DATA FOR PROCESSING section start

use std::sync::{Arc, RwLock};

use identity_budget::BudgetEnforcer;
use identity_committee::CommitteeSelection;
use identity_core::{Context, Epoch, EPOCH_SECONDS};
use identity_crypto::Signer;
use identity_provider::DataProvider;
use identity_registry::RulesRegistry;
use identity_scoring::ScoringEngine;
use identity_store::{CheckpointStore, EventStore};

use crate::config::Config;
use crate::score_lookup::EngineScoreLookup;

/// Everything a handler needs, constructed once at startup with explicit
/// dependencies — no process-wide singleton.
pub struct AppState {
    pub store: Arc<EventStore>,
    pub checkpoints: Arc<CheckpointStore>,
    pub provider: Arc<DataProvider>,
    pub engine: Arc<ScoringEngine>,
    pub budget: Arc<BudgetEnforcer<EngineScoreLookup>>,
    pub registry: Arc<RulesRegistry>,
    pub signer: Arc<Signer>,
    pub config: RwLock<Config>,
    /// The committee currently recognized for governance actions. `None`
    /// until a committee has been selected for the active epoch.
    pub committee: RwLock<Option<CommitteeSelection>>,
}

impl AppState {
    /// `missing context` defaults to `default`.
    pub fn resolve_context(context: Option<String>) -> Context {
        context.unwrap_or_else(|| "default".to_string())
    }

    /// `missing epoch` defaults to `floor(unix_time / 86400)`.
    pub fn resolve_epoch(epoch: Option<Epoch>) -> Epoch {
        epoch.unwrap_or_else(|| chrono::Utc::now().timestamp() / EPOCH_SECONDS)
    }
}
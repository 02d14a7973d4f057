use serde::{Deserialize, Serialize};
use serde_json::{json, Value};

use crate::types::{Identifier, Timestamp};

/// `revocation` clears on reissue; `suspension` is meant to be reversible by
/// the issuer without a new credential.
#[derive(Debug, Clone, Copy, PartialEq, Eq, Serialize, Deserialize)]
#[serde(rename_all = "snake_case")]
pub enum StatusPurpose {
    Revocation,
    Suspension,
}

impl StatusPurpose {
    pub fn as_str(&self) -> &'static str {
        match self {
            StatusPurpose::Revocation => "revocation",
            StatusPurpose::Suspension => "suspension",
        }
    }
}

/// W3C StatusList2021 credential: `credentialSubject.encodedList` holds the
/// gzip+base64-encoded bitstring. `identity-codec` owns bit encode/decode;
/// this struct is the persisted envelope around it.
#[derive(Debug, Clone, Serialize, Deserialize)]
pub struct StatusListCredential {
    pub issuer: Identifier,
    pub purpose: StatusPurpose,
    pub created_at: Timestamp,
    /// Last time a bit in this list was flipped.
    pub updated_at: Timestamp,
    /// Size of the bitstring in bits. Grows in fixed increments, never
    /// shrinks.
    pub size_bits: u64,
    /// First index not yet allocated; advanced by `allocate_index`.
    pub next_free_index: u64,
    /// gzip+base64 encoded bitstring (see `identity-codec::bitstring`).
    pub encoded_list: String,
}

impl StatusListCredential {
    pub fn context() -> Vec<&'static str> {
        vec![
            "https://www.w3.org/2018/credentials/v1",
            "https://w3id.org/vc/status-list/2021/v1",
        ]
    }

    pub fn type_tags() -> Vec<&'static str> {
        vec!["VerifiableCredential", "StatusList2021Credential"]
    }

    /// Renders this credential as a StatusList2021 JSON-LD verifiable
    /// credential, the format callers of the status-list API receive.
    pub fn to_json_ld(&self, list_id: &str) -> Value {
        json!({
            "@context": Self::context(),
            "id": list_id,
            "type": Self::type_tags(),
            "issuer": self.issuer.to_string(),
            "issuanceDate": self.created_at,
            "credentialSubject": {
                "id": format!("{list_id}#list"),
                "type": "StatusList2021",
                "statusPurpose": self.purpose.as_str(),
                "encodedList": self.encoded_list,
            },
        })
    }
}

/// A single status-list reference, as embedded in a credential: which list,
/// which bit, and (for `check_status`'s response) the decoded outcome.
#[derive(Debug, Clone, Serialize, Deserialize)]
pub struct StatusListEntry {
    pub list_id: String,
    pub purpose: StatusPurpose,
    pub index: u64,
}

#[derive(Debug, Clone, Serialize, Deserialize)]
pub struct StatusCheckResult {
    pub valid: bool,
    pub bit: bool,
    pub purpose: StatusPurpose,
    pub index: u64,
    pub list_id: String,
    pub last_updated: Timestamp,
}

DATA FOR PROCESSING section end
DATA FOR PROCESSING section start

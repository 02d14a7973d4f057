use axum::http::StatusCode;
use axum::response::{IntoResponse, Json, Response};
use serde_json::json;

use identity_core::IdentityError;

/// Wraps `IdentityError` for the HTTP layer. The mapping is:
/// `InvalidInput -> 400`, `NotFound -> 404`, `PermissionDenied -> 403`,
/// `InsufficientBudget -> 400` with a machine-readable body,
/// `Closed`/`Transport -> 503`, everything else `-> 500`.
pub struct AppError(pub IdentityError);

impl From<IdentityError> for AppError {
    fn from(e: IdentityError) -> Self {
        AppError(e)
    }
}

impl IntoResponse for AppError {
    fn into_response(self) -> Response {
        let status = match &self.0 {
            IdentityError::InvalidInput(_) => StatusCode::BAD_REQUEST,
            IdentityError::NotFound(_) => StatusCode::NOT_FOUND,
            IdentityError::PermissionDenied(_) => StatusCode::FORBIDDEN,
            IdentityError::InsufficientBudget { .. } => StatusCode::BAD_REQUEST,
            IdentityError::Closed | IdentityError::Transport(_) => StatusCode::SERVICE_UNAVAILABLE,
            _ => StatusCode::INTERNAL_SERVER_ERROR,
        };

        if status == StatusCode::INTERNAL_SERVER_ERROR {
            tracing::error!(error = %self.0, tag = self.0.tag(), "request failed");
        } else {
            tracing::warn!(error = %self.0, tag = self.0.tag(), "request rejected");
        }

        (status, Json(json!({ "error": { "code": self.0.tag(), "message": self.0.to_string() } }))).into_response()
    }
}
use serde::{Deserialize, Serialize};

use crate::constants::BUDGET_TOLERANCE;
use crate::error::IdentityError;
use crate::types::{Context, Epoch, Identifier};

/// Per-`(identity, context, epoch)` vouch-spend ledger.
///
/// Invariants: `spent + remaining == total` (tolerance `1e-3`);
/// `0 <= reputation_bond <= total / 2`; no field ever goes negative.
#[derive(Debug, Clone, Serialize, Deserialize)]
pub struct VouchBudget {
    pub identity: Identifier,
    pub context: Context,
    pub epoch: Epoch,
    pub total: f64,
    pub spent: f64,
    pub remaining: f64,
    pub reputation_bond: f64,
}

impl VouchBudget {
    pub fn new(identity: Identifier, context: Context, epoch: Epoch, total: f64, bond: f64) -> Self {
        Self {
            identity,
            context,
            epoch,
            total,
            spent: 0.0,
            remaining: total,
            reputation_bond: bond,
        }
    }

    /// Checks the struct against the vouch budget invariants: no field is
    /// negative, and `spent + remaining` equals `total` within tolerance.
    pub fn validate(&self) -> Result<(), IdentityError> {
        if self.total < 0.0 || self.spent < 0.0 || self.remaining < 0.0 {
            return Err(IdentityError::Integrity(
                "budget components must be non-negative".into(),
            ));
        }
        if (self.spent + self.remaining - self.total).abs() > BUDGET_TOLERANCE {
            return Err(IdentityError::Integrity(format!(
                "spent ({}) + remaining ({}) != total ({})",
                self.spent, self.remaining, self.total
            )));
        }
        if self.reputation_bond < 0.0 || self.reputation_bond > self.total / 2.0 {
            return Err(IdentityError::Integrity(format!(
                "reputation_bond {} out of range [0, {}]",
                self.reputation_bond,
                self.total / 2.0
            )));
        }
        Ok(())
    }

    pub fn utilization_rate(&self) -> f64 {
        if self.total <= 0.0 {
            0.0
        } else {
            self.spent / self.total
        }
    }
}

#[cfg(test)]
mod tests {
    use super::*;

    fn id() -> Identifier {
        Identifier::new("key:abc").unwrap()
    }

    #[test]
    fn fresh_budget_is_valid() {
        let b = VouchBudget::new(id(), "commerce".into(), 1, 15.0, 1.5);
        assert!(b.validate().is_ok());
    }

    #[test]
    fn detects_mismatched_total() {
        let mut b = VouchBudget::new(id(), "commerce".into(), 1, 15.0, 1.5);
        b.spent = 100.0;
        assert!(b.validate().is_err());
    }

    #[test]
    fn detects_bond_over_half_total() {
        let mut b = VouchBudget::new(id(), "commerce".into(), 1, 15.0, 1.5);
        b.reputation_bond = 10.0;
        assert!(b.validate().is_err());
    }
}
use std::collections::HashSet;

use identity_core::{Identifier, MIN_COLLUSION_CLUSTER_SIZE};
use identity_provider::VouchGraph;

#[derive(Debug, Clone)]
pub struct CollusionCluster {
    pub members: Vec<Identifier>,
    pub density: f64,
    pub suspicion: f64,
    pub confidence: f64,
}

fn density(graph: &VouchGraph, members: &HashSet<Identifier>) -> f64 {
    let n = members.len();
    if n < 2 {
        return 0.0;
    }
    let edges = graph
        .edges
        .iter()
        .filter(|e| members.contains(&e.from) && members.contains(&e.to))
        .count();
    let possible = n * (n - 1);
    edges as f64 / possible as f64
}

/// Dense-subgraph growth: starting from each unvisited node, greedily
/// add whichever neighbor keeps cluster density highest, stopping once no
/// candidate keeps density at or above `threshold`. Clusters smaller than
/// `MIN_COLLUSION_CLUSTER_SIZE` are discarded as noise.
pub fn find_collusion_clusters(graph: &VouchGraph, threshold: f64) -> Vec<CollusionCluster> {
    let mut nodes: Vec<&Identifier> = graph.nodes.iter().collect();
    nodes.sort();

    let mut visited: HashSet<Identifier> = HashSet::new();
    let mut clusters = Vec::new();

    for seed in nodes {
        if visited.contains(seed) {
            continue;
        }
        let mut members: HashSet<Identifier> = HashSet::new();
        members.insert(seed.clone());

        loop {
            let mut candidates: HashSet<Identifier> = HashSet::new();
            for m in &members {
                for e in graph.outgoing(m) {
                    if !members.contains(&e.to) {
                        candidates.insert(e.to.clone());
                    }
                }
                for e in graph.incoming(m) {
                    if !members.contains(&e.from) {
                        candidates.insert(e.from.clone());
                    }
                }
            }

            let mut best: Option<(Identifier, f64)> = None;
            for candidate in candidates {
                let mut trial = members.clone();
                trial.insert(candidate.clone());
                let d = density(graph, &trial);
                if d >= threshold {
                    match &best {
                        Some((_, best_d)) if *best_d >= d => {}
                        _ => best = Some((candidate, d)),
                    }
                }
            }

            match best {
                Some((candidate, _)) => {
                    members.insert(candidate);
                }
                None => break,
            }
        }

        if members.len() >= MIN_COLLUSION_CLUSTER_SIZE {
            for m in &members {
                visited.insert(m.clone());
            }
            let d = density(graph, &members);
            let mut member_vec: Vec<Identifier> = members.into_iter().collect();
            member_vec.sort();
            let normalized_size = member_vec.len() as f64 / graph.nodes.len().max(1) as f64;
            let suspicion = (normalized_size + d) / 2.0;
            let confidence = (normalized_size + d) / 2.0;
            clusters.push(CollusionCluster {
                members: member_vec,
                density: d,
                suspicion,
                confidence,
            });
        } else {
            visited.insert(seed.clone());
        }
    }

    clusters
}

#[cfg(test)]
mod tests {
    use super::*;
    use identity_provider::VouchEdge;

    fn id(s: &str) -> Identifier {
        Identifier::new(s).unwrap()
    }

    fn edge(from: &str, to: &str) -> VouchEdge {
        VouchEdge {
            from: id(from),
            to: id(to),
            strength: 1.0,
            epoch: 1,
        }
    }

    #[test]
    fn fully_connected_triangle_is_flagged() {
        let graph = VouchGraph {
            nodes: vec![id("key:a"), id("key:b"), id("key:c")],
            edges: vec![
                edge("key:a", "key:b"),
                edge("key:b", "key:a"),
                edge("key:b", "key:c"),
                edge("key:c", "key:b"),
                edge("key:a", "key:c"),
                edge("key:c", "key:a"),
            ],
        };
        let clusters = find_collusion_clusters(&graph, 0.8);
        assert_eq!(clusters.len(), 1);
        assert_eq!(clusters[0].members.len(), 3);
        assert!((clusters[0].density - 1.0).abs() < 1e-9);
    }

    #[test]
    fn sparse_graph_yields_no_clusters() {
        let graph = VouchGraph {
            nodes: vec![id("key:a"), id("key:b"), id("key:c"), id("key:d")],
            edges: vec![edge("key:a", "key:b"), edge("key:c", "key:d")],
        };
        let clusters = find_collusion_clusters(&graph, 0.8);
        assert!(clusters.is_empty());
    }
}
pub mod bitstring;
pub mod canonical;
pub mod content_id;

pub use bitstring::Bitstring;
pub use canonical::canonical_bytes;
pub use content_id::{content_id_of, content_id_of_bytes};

DATA FOR PROCESSING section end
DATA FOR PROCESSING section start

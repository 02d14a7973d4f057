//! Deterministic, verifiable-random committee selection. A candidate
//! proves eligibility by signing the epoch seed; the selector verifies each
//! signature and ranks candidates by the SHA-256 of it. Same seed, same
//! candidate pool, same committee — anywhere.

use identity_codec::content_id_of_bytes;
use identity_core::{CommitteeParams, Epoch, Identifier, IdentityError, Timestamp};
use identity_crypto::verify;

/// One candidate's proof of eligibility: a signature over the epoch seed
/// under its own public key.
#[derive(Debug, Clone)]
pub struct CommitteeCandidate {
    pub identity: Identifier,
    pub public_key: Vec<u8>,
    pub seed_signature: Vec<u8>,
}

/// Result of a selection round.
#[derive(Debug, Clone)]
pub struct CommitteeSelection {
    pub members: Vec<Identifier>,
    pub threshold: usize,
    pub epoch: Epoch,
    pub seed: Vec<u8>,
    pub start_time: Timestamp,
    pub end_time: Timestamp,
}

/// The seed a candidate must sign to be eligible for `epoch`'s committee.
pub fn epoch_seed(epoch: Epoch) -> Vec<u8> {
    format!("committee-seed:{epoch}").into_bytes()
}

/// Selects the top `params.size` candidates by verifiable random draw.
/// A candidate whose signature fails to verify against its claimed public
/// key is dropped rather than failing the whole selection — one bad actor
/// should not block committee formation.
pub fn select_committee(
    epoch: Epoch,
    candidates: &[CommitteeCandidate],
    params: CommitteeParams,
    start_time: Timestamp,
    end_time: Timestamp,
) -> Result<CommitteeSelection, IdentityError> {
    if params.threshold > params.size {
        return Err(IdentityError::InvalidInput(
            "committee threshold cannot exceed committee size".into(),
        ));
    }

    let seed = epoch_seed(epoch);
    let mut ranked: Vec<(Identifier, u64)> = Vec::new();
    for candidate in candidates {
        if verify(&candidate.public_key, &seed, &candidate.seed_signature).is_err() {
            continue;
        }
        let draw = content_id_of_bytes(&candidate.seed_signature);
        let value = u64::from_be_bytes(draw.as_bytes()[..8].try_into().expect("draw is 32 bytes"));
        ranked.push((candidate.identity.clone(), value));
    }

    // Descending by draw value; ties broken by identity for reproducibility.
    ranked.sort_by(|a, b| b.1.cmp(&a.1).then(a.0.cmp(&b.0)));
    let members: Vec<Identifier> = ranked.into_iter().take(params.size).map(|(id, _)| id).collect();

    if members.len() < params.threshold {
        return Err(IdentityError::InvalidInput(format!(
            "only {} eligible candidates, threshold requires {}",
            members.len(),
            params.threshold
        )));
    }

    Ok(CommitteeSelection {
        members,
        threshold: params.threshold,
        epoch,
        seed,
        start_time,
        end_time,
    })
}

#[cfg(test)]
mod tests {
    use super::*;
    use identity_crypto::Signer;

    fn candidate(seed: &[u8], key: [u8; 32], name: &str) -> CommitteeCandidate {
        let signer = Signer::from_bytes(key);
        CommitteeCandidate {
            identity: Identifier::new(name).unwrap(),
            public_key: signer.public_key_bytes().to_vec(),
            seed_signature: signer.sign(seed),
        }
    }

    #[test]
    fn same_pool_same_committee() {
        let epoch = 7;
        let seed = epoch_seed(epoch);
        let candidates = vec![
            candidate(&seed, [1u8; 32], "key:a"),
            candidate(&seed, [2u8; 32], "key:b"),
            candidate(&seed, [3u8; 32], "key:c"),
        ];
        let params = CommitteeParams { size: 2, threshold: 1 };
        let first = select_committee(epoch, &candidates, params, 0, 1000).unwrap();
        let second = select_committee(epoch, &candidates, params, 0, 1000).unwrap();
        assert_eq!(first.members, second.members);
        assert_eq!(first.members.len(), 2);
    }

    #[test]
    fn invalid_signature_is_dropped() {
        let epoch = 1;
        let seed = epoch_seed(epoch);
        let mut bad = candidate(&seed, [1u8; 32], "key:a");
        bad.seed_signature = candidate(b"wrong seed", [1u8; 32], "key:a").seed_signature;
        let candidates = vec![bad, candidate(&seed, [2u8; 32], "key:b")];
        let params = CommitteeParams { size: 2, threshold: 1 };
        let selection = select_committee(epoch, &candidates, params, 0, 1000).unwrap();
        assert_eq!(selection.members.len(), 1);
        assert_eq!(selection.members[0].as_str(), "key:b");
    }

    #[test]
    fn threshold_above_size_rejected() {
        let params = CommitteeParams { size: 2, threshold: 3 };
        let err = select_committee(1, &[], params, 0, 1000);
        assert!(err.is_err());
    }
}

DATA FOR PROCESSING section end

* _TASK OBJECTIVE_
Say how many lines of the entries hold the string "CommitteeParams". Nothing but the number should be given.

* _REPLY TO THE TASK_
5